Many people may think a little longer before posting anything to Facebook following a court decision that will cost an Australian couple thousands. The Sydney Morning Herald is reporting that even though they didn’t create a poster that was considered defamatory, they added an image of it to Facebook and therefore are liable for legal costs for action taken in New South Wales courts.
A Sydney couple have been left with a $15,000 legal bill after their comments about a neighbour’s dogs on a community social media page saw them sued for defamation in the NSW District Court.
In July last year a series of posters was placed in public areas around Scotland Island, an idyllic island about 30 kilometres north of Sydney in Pittwater accessible only by boat, which is home to about 1000 people. Headlined “Attention Island Residents”, it accused Nader Mohareb of failing to control his “agitated and highly excitable” King Charles spaniels in public places. – SMH
A photo of the poster was added to the community Facebook page. The accused couple deny creating the poster but admit to posting on the page and adding comments.
For some reason, many people using social media feel that they have the right to say whatever they choose about others without facing the consequences. This court action proves otherwise.

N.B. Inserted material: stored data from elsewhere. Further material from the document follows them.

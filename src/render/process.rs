//! External processes: command lines for the renderer and encoder, and a supervised child
//! whose stderr is drained on a background thread.

use std::{
    io::Read as _,
    path::{Path, PathBuf},
    process::{Child, Command, ExitStatus, Stdio},
    thread::JoinHandle,
    time::Duration,
};

use crate::{
    compose::graph::FilterGraph,
    config::{
        options::{EncoderTunables, RendererTunables},
        tools::Toolchain,
    },
    foundation::{
        core::{Canvas, FrameRate},
        error::{ReelError, ReelResult, Stage},
    },
};

/// Number of trailing stderr lines kept in error messages.
const STDERR_TAIL_LINES: usize = 12;

/// Last lines of a tool's stderr, trimmed.
fn stderr_tail(stderr: &str) -> String {
    let lines: Vec<&str> = stderr.trim().lines().collect();
    let start = lines.len().saturating_sub(STDERR_TAIL_LINES);
    lines[start..].join("\n")
}

/// Exit status and captured stderr of a finished child.
#[derive(Debug)]
pub(crate) struct Finished {
    pub status: ExitStatus,
    pub stderr: String,
}

impl Finished {
    pub fn success(&self) -> bool {
        self.status.success()
    }

    /// Status plus the stderr tail, for error details and warnings.
    pub fn describe(&self) -> String {
        let tail = stderr_tail(&self.stderr);
        if tail.is_empty() {
            format!("exited with {}", self.status)
        } else {
            format!("exited with {}: {tail}", self.status)
        }
    }
}

/// A spawned tool attributed to a stage and, optionally, a repository.
pub(crate) struct Supervised {
    stage: Stage,
    repo: Option<String>,
    child: Child,
    stderr_drain: Option<JoinHandle<String>>,
}

impl Supervised {
    /// Spawn `cmd` with stdin/stdout detached and stderr captured.
    pub fn spawn(stage: Stage, repo: Option<&str>, cmd: &mut Command) -> ReelResult<Self> {
        cmd.stdin(Stdio::null())
            .stdout(Stdio::null())
            .stderr(Stdio::piped());

        let program = cmd.get_program().to_string_lossy().into_owned();
        tracing::debug!(
            %stage,
            program = %program,
            args = ?cmd.get_args().collect::<Vec<_>>(),
            "spawning external tool"
        );

        let mut child = cmd.spawn().map_err(|e| {
            ReelError::external_tool(
                stage,
                repo,
                format!("failed to spawn '{program}' (is it installed and on PATH?): {e}"),
            )
        })?;

        let stderr_drain = child.stderr.take().map(|mut stderr| {
            std::thread::spawn(move || {
                let mut bytes = Vec::new();
                match stderr.read_to_end(&mut bytes) {
                    Ok(_) => String::from_utf8_lossy(&bytes).into_owned(),
                    Err(e) => format!("<failed to read stderr: {e}>"),
                }
            })
        });

        Ok(Self {
            stage,
            repo: repo.map(str::to_owned),
            child,
            stderr_drain,
        })
    }

    /// Error for this child attributed to its stage and repository.
    pub fn error(&self, detail: impl Into<String>) -> ReelError {
        ReelError::external_tool(self.stage, self.repo.as_deref(), detail)
    }

    /// Non-blocking exit check.
    pub fn try_wait(&mut self) -> ReelResult<Option<ExitStatus>> {
        self.child
            .try_wait()
            .map_err(|e| self.error(format!("failed to poll process: {e}")))
    }

    /// Wait for exit and collect stderr.
    pub fn wait(mut self) -> ReelResult<Finished> {
        let status = self
            .child
            .wait()
            .map_err(|e| self.error(format!("failed to wait for process: {e}")))?;
        let stderr = self
            .stderr_drain
            .take()
            .and_then(|drain| drain.join().ok())
            .unwrap_or_default();
        Ok(Finished { status, stderr })
    }

    /// Wait and turn a nonzero exit into an error.
    pub fn wait_success(self) -> ReelResult<Finished> {
        let stage = self.stage;
        let repo = self.repo.clone();
        let finished = self.wait()?;
        if finished.success() {
            Ok(finished)
        } else {
            Err(ReelError::external_tool(
                stage,
                repo.as_deref(),
                finished.describe(),
            ))
        }
    }

    /// Kill and reap.
    pub fn kill(mut self) {
        if let Err(e) = self.child.kill() {
            tracing::debug!(stage = %self.stage, error = %e, "kill failed");
        }
        if let Err(e) = self.wait() {
            tracing::debug!(error = %e, "reaping killed process failed");
        }
    }
}

/// Spawn `cmd` and wait for a zero exit.
pub(crate) fn run_to_completion(
    stage: Stage,
    repo: Option<&str>,
    cmd: &mut Command,
) -> ReelResult<()> {
    Supervised::spawn(stage, repo, cmd)?.wait_success()?;
    Ok(())
}

/// One renderer invocation.
#[derive(Clone, Copy, Debug)]
pub(crate) struct RendererJob<'a> {
    /// Event log to visualize.
    pub log: &'a Path,
    /// Named pipe or file receiving frames.
    pub frames: &'a Path,
    pub title: &'a str,
    /// Full output canvas; sizes the virtual display.
    pub canvas: Canvas,
    /// Canvas the renderer draws at.
    pub inner: Canvas,
    pub fps: FrameRate,
    pub tunables: &'a RendererTunables,
}

/// Renderer command line, wrapped in the virtual display when the toolchain has one.
pub(crate) fn renderer_command(tools: &Toolchain, job: &RendererJob<'_>) -> Command {
    let mut cmd = match &tools.display_wrapper {
        Some(wrapper) => {
            let mut cmd = Command::new(wrapper);
            cmd.args(["-a", "-s"])
                .arg(format!(
                    "-screen 0 {}x{}x24",
                    job.canvas.width, job.canvas.height
                ))
                .arg(&tools.gource)
                .env("SDL_VIDEODRIVER", "x11");
            cmd
        }
        None => Command::new(&tools.gource),
    };

    let t = job.tunables;
    cmd.args(["--seconds-per-day", &t.seconds_per_day.to_string()])
        .args(["--user-scale", &t.user_scale.to_string()])
        .args(["--time-scale", &t.time_scale.to_string()])
        .args(["--auto-skip-seconds", &t.auto_skip.to_string()])
        .args(["--title", job.title])
        .args(["--background-colour", "000000"])
        .args(["--font-colour", "FFFFFF"])
        .args(["--camera-mode", "overview"])
        .args(["--hide", "usernames,mouse,date,filenames"])
        .args(["--font-size", "42"])
        .args(["--dir-name-depth", "3"])
        .args(["--filename-time", "2"])
        .args(["--max-user-speed", "500"])
        .args(["--bloom-multiplier", "1.2"])
        .arg(format!("--{}x{}", job.inner.width, job.inner.height))
        .arg("--stop-at-end")
        .arg(job.log)
        .args(["-r", &job.fps.to_string()])
        .arg("-o")
        .arg(job.frames);
    cmd
}

/// Where the encoder reads its video inputs from.
#[derive(Clone, Copy, Debug)]
pub(crate) enum EncoderSource<'a> {
    /// Image stream written by the renderer into a named pipe.
    FramePipe { pipe: &'a Path, fps: FrameRate },
    /// Finished panel videos.
    Panels(&'a [PathBuf]),
}

/// Encoder command line: video inputs, optional logo input, filter graph, codec, output.
pub(crate) fn encoder_command(
    tools: &Toolchain,
    source: EncoderSource<'_>,
    logo: Option<&Path>,
    graph: &FilterGraph,
    tunables: &EncoderTunables,
    output: &Path,
) -> Command {
    let mut cmd = Command::new(&tools.ffmpeg);
    cmd.arg("-y");
    match source {
        EncoderSource::FramePipe { pipe, fps } => {
            cmd.args(["-r", &fps.to_string()])
                .args(["-f", "image2pipe", "-probesize", "100M", "-i"])
                .arg(pipe);
        }
        EncoderSource::Panels(panels) => {
            for panel in panels {
                cmd.arg("-i").arg(panel);
            }
        }
    }
    if let Some(logo) = logo {
        cmd.arg("-i").arg(logo);
    }
    cmd.args(graph.encoder_args())
        .args(tunables.args())
        .arg(output);
    cmd
}

/// Log generator command: `gource --output-custom-log <out> <repo>`.
pub(crate) fn log_command(tools: &Toolchain, repo: &Path, out: &Path) -> Command {
    let mut cmd = Command::new(&tools.gource);
    cmd.arg("--output-custom-log").arg(out).arg(repo);
    cmd
}

/// Create the parent directory of `path` if missing.
pub(crate) fn ensure_parent_dir(path: &Path) -> ReelResult<()> {
    if let Some(parent) = path.parent().filter(|p| !p.as_os_str().is_empty()) {
        std::fs::create_dir_all(parent).map_err(|e| {
            ReelError::filesystem(format!(
                "failed to create output directory '{}': {e}",
                parent.display()
            ))
        })?;
    }
    Ok(())
}

/// Interval between exit checks while supervising a pipe pair.
pub(crate) const POLL_INTERVAL: Duration = Duration::from_millis(50);

/// Unblock a reader stuck opening `pipe` after the writer exited without opening it.
///
/// Opens and closes the write end without blocking. Retries while nobody has the read end
/// open and `reader` is still running.
#[cfg(unix)]
pub(crate) fn release_stalled_reader(pipe: &Path, reader: &mut Supervised) -> ReelResult<()> {
    use nix::{errno::Errno, fcntl::OFlag, sys::stat::Mode};

    loop {
        if reader.try_wait()?.is_some() {
            return Ok(());
        }
        match nix::fcntl::open(pipe, OFlag::O_WRONLY | OFlag::O_NONBLOCK, Mode::empty()) {
            Ok(fd) => {
                drop(fd);
                return Ok(());
            }
            Err(Errno::ENXIO) => std::thread::sleep(POLL_INTERVAL),
            Err(e) => {
                return Err(ReelError::filesystem(format!(
                    "failed to open '{}' for writing: {e}",
                    pipe.display()
                )));
            }
        }
    }
}

/// Unblock a writer stuck opening `pipe` after the reader exited.
///
/// Opens and closes the read end without blocking until `writer` exits. Once past its open,
/// the writer sees a broken pipe on its next write.
#[cfg(unix)]
pub(crate) fn release_stalled_writer(pipe: &Path, writer: &mut Supervised) -> ReelResult<()> {
    use nix::{fcntl::OFlag, sys::stat::Mode};

    while writer.try_wait()?.is_none() {
        let fd = nix::fcntl::open(pipe, OFlag::O_RDONLY | OFlag::O_NONBLOCK, Mode::empty())
            .map_err(|e| {
                ReelError::filesystem(format!(
                    "failed to open '{}' for reading: {e}",
                    pipe.display()
                ))
            })?;
        drop(fd);
        std::thread::sleep(POLL_INTERVAL);
    }
    Ok(())
}

#[cfg(not(unix))]
pub(crate) fn release_stalled_reader(_pipe: &Path, _reader: &mut Supervised) -> ReelResult<()> {
    Ok(())
}

#[cfg(not(unix))]
pub(crate) fn release_stalled_writer(_pipe: &Path, _writer: &mut Supervised) -> ReelResult<()> {
    Ok(())
}

#[cfg(test)]
#[path = "../../tests/unit/render/process.rs"]
mod tests;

I wonder why so many people say things online that they wouldn’t dream of saying face to face.
Scottish author and theologian Rev. John Watson, writing under the name Ian Maclaren is quoted as saying, “Be kind, for everyone you meet is fighting a hard battle.” I think he was onto something.
Sometimes we need to say hard things or challenge others, but we need to do it in the right way, at the right time and using the right medium. A public Facebook or Twitter post almost never fulfills those criteria. One of the questions we need to ask ourselves is why we feel the need to say something hard. Is it to help the other person, correct a wrong, or simply because we want to hurt someone else?[bctt tweet=”Be kind, for everyone you meet is fighting a hard battle. – Ian MacLaren”]

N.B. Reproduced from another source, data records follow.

use crate::compose::graph::{FilterGraph, Label};

const XSTACK_2X2: &str = "xstack=inputs=4:layout=0_0|w0_0|0_h0|w0_h0";

/// Multi-panel layouts used by split templates.
#[derive(Clone, Copy, Debug, PartialEq, Eq, Hash)]
pub enum Layout {
    /// 2x2 grid with a different grade per panel.
    Quad,
    /// Two panels side by side.
    Vertical,
    /// Wide left panel plus two narrow crops.
    Triple,
    /// Full panel with a picture-in-picture inset.
    Focus,
    /// 2x2 grid of green-graded panels under a grid overlay.
    Matrix,
}

impl Layout {
    /// Number of panels, which is also the number of distinct inputs the layout can take.
    pub fn panels(self) -> usize {
        self.panel_filters().len()
    }

    fn panel_filters(self) -> &'static [&'static str] {
        match self {
            Self::Quad => &[
                "scale=iw/2:ih/2,eq=saturation=1.25:contrast=1.1",
                "scale=iw/2:ih/2,hue=s=0,eq=contrast=1.2",
                "scale=iw/2:ih/2,colorbalance=rs=.12:gs=-.02:bs=-.08",
                "scale=iw/2:ih/2,colorchannelmixer=rr=0:rg=0:rb=0:gr=0.2:gg=1.0:gb=0.05:br=0:bg=0:bb=0",
            ],
            Self::Vertical => &[
                "eq=saturation=1.3:contrast=1.12",
                "hue=s=0,eq=contrast=1.25",
            ],
            Self::Triple => &[
                "crop=iw/2:ih:0:0,eq=saturation=1.22:contrast=1.08",
                "crop=iw/4:ih:iw/4:0,hue=s=0,eq=contrast=1.2",
                "crop=iw/4:ih:3*iw/4:0,colorchannelmixer=rr=0:rg=0:rb=0:gr=0.18:gg=1.0:gb=0.05:br=0:bg=0:bb=0",
            ],
            Self::Focus => &[
                "scale=iw:ih,eq=saturation=1.18:contrast=1.1,drawbox=x=8:y=8:w=iw-16:h=ih-16:color=#87b7ff@0.35:t=3",
                "scale=iw/3:ih/3,hue=s=0,eq=contrast=1.24",
            ],
            Self::Matrix => &[
                "scale=iw/2:ih/2,colorchannelmixer=rr=0:rg=0:rb=0:gr=0.2:gg=1.0:gb=0.05:br=0:bg=0:bb=0",
                "scale=iw/2:ih/2,colorchannelmixer=rr=0:rg=0:rb=0:gr=0.15:gg=0.9:gb=0.03:br=0:bg=0:bb=0",
                "scale=iw/2:ih/2,colorchannelmixer=rr=0:rg=0:rb=0:gr=0.22:gg=1.05:gb=0.07:br=0:bg=0:bb=0",
                "scale=iw/2:ih/2,colorchannelmixer=rr=0:rg=0:rb=0:gr=0.18:gg=0.95:gb=0.05:br=0:bg=0:bb=0",
            ],
        }
    }

    fn combine(self) -> String {
        match self {
            Self::Quad => XSTACK_2X2.to_owned(),
            Self::Vertical => "hstack=inputs=2".to_owned(),
            Self::Triple => "hstack=inputs=3".to_owned(),
            Self::Focus => "overlay=W-w-28:28".to_owned(),
            Self::Matrix => format!("{XSTACK_2X2},drawgrid=w=64:h=28:t=1:c=#00ff66@0.12"),
        }
    }

    /// Add this layout's stages to `graph` and make the combined output current.
    ///
    /// With `distinct_inputs` panel `k` reads encoder input `k`; otherwise the current output
    /// is fanned out with `split` and every panel reads one copy.
    pub fn build(self, graph: &mut FilterGraph, distinct_inputs: bool) {
        let n = self.panels();
        let sources: Vec<Label> = if distinct_inputs {
            (0..n).map(Label::Input).collect()
        } else {
            let input = graph.current().clone();
            graph.push_fanout(input, format!("split={n}"), n, "fan")
        };

        let panels: Vec<Label> = sources
            .into_iter()
            .zip(self.panel_filters())
            .map(|(src, chain)| graph.push(vec![src], *chain, "panel"))
            .collect();
        let out = graph.push(panels, self.combine(), "layout");
        graph.set_current(out);
    }
}

#[cfg(test)]
#[path = "../../tests/unit/template/layout.rs"]
mod tests;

We never know what someone else is facing and while that’s never an excuse for ‘bad behaviour’, it’s a good reason to be cautious in the way we deal with others. It shouldn’t be the threat of legal action that causes us to hold back from an explosive tweet or hurtful Facebook update. It should be more about the fact that we’re humans dealing with other humans and knowing our own frailties, refusing to throw stones at others and their frailties.
Just in case you’re still tempted ‘have a go’ using social media, it’s worth considering these facts about social media defamation from Slater and Gordon.
When posting on Facebook or Twitter, take the newspaper test – think of yourself as an editor of a newspaper or media outlet, because you will be just as liable if you defame someone.
Here are five things you should know about social media defamation:
1. In general terms, defamation occurs when a person intentionally spreads information about another person, group of people, or small company that damages their reputation, or can make others think less of them.
2. Defamation is actionable regardless of the medium. A person can be defamed, for example, in print, through photos and on the internet.
3. Defamation cases involving the internet and social media are relatively new, but the same principles apply.
4. A person who did not create the defamatory material, but only shares it (for instance, by “retweeting” a tweet), can also be held found liable guilty of defamation.
5. There are several defences to defamation, including that the statement was true, or that it was an expression of an honest opinion. Consequently, you may be liable for defamation if you spread information which constitutes a hurtful and untrue statement of fact about another person.